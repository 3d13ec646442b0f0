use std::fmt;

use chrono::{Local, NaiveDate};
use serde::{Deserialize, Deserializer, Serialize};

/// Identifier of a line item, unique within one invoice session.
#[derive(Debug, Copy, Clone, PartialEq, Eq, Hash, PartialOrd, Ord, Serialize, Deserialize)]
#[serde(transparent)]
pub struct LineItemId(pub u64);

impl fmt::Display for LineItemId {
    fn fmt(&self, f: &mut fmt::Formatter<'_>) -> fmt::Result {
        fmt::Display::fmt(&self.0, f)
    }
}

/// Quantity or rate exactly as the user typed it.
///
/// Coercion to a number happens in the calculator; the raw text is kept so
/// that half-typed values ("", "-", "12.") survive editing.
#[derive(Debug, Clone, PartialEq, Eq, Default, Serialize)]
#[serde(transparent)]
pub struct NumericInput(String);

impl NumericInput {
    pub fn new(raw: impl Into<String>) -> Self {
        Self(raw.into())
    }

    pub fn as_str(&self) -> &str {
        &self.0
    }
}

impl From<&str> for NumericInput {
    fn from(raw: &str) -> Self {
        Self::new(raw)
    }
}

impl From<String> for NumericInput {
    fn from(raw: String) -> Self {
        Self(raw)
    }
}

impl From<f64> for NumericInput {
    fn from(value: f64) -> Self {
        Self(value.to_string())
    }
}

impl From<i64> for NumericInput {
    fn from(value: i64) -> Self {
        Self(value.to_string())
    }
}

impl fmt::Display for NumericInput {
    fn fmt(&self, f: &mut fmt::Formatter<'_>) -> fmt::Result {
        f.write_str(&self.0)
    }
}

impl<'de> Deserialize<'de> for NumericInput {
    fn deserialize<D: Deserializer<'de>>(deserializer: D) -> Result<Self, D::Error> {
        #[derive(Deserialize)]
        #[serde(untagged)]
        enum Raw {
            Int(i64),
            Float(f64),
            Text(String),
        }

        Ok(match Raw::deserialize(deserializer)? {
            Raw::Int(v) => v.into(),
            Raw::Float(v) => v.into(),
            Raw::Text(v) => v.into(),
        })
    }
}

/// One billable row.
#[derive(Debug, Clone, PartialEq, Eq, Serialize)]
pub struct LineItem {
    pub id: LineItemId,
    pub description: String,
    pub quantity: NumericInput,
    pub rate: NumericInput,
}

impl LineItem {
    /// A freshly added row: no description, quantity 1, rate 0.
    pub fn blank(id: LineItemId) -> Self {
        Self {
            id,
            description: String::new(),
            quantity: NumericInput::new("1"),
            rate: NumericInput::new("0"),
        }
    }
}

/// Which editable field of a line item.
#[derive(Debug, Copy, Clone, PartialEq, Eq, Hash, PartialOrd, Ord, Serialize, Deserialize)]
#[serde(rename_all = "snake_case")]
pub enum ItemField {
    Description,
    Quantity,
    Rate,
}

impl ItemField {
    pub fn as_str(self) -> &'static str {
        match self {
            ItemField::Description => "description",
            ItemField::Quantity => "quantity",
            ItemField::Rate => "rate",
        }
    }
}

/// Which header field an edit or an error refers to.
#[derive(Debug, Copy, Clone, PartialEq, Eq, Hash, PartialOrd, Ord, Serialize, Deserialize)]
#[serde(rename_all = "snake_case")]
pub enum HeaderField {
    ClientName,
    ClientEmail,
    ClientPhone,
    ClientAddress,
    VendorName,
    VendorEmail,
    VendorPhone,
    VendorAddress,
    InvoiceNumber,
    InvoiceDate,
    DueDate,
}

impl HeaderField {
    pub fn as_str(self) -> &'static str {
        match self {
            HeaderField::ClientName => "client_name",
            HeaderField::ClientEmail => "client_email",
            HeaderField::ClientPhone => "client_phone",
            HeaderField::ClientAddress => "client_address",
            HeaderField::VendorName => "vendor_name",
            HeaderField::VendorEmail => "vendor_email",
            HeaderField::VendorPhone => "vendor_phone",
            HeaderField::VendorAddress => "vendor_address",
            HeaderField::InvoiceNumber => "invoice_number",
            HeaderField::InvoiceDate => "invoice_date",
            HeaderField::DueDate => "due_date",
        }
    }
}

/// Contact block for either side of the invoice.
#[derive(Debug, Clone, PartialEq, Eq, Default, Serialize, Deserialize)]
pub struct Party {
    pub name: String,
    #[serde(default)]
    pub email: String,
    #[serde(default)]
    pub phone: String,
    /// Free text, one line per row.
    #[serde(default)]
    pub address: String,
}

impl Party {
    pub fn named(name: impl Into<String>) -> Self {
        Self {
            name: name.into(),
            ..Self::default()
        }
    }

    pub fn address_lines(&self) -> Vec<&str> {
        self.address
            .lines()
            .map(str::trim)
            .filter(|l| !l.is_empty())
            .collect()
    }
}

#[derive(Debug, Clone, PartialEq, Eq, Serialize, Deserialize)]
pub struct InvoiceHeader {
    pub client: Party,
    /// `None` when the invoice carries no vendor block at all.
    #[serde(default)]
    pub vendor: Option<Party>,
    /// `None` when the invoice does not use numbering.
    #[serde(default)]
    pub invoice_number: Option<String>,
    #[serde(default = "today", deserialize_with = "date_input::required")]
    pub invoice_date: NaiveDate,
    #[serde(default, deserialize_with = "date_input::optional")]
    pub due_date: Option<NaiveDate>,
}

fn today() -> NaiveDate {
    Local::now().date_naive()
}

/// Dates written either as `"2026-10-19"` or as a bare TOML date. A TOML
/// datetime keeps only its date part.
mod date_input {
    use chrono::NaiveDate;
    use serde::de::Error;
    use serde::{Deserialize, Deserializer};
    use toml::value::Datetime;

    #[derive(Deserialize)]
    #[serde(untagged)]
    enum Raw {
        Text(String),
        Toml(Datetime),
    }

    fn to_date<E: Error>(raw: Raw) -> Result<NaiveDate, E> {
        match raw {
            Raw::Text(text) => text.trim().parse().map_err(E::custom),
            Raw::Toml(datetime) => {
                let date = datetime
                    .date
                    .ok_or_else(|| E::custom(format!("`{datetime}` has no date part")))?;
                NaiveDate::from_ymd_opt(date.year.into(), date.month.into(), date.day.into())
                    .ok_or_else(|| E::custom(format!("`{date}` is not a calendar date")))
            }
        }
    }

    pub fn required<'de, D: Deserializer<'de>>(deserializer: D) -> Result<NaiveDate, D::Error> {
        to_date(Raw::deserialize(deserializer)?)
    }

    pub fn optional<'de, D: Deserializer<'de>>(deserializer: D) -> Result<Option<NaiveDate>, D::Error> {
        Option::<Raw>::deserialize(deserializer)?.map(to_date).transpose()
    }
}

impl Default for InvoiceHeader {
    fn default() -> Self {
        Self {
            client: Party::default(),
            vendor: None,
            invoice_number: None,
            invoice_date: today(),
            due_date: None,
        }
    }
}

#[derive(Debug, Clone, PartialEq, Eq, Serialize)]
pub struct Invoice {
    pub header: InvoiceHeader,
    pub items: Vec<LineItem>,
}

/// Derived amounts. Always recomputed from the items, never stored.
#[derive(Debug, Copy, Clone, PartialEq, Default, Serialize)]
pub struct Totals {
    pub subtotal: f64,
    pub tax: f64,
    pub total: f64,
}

——

**The problem**
Copy out each record above exactly, leaving nothing out.

**Result below**
repository 3d13ec646442b0f0
use std::fmt;

use chrono::{Local, NaiveDate};
use serde::{Deserialize, Deserializer, Serialize};

/// Identifier of a line item, unique within one invoice session.
#[derive(Debug, Copy, Clone, PartialEq, Eq, Hash, PartialOrd, Ord, Serialize, Deserialize)]
#[serde(transparent)]
pub struct LineItemId(pub u64);

impl fmt::Display for LineItemId {
    fn fmt(&self, f: &mut fmt::Formatter<'_>) -> fmt::Result {
        fmt::Display::fmt(&self.0, f)
    }
}

/// Quantity or rate exactly as the user typed it.
///
/// Coercion to a number happens in the calculator; the raw text is kept so
/// that half-typed values ("", "-", "12.") survive editing.
#[derive(Debug, Clone, PartialEq, Eq, Default, Serialize)]
#[serde(transparent)]
pub struct NumericInput(String);

impl NumericInput {
    pub fn new(raw: impl Into<String>) -> Self {
        Self(raw.into())
    }

    pub fn as_str(&self) -> &str {
        &self.0
    }
}

impl From<&str> for NumericInput {
    fn from(raw: &str) -> Self {
        Self::new(raw)
    }
}

impl From<String> for NumericInput {
    fn from(raw: String) -> Self {
        Self(raw)
    }
}

impl From<f64> for NumericInput {
    fn from(value: f64) -> Self {
        Self(value.to_string())
    }
}

impl From<i64> for NumericInput {
    fn from(value: i64) -> Self {
        Self(value.to_string())
    }
}

impl fmt::Display for NumericInput {
    fn fmt(&self, f: &mut fmt::Formatter<'_>) -> fmt::Result {
        f.write_str(&self.0)
    }
}

impl<'de> Deserialize<'de> for NumericInput {
    fn deserialize<D: Deserializer<'de>>(deserializer: D) -> Result<Self, D::Error> {
        #[derive(Deserialize)]
        #[serde(untagged)]
        enum Raw {
            Int(i64),
            Float(f64),
            Text(String),
        }

        Ok(match Raw::deserialize(deserializer)? {
            Raw::Int(v) => v.into(),
            Raw::Float(v) => v.into(),
            Raw::Text(v) => v.into(),
        })
    }
}

/// One billable row.
#[derive(Debug, Clone, PartialEq, Eq, Serialize)]
pub struct LineItem {
    pub id: LineItemId,
    pub description: String,
    pub quantity: NumericInput,
    pub rate: NumericInput,
}

impl LineItem {
    /// A freshly added row: no description, quantity 1, rate 0.
    pub fn blank(id: LineItemId) -> Self {
        Self {
            id,
            description: String::new(),
            quantity: NumericInput::new("1"),
            rate: NumericInput::new("0"),
        }
    }
}

/// Which editable field of a line item.
#[derive(Debug, Copy, Clone, PartialEq, Eq, Hash, PartialOrd, Ord, Serialize, Deserialize)]
#[serde(rename_all = "snake_case")]
pub enum ItemField {
    Description,
    Quantity,
    Rate,
}

impl ItemField {
    pub fn as_str(self) -> &'static str {
        match self {
            ItemField::Description => "description",
            ItemField::Quantity => "quantity",
            ItemField::Rate => "rate",
        }
    }
}

/// Which header field an edit or an error refers to.
#[derive(Debug, Copy, Clone, PartialEq, Eq, Hash, PartialOrd, Ord, Serialize, Deserialize)]
#[serde(rename_all = "snake_case")]
pub enum HeaderField {
    ClientName,
    ClientEmail,
    ClientPhone,
    ClientAddress,
    VendorName,
    VendorEmail,
    VendorPhone,
    VendorAddress,
    InvoiceNumber,
    InvoiceDate,
    DueDate,
}

impl HeaderField {
    pub fn as_str(self) -> &'static str {
        match self {
            HeaderField::ClientName => "client_name",
            HeaderField::ClientEmail => "client_email",
            HeaderField::ClientPhone => "client_phone",
            HeaderField::ClientAddress => "client_address",
            HeaderField::VendorName => "vendor_name",
            HeaderField::VendorEmail => "vendor_email",
            HeaderField::VendorPhone => "vendor_phone",
            HeaderField::VendorAddress => "vendor_address",
            HeaderField::InvoiceNumber => "invoice_number",
            HeaderField::InvoiceDate => "invoice_date",
            HeaderField::DueDate => "due_date",
        }
    }
}

/// Contact block for either side of the invoice.
#[derive(Debug, Clone, PartialEq, Eq, Default, Serialize, Deserialize)]
pub struct Party {
    pub name: String,
    #[serde(default)]
    pub email: String,
    #[serde(default)]
    pub phone: String,
    /// Free text, one line per row.
    #[serde(default)]
    pub address: String,
}

impl Party {
    pub fn named(name: impl Into<String>) -> Self {
        Self {
            name: name.into(),
            ..Self::default()
        }
    }

    pub fn address_lines(&self) -> Vec<&str> {
        self.address
            .lines()
            .map(str::trim)
            .filter(|l| !l.is_empty())
            .collect()
    }
}

#[derive(Debug, Clone, PartialEq, Eq, Serialize, Deserialize)]
pub struct InvoiceHeader {
    pub client: Party,
    /// `None` when the invoice carries no vendor block at all.
    #[serde(default)]
    pub vendor: Option<Party>,
    /// `None` when the invoice does not use numbering.
    #[serde(default)]
    pub invoice_number: Option<String>,
    #[serde(default = "today", deserialize_with = "date_input::required")]
    pub invoice_date: NaiveDate,
    #[serde(default, deserialize_with = "date_input::optional")]
    pub due_date: Option<NaiveDate>,
}

fn today() -> NaiveDate {
    Local::now().date_naive()
}

/// Dates written either as `"2026-10-19"` or as a bare TOML date. A TOML
/// datetime keeps only its date part.
mod date_input {
    use chrono::NaiveDate;
    use serde::de::Error;
    use serde::{Deserialize, Deserializer};
    use toml::value::Datetime;

    #[derive(Deserialize)]
    #[serde(untagged)]
    enum Raw {
        Text(String),
        Toml(Datetime),
    }

    fn to_date<E: Error>(raw: Raw) -> Result<NaiveDate, E> {
        match raw {
            Raw::Text(text) => text.trim().parse().map_err(E::custom),
            Raw::Toml(datetime) => {
                let date = datetime
                    .date
                    .ok_or_else(|| E::custom(format!("`{datetime}` has no date part")))?;
                NaiveDate::from_ymd_opt(date.year.into(), date.month.into(), date.day.into())
                    .ok_or_else(|| E::custom(format!("`{date}` is not a calendar date")))
            }
        }
    }

    pub fn required<'de, D: Deserializer<'de>>(deserializer: D) -> Result<NaiveDate, D::Error> {
        to_date(Raw::deserialize(deserializer)?)
    }

    pub fn optional<'de, D: Deserializer<'de>>(deserializer: D) -> Result<Option<NaiveDate>, D::Error> {
        Option::<Raw>::deserialize(deserializer)?.map(to_date).transpose()
    }
}

impl Default for InvoiceHeader {
    fn default() -> Self {
        Self {
            client: Party::default(),
            vendor: None,
            invoice_number: None,
            invoice_date: today(),
            due_date: None,
        }
    }
}

#[derive(Debug, Clone, PartialEq, Eq, Serialize)]
pub struct Invoice {
    pub header: InvoiceHeader,
    pub items: Vec<LineItem>,
}

/// Derived amounts. Always recomputed from the items, never stored.
#[derive(Debug, Copy, Clone, PartialEq, Default, Serialize)]
pub struct Totals {
    pub subtotal: f64,
    pub tax: f64,
    pub total: f64,
}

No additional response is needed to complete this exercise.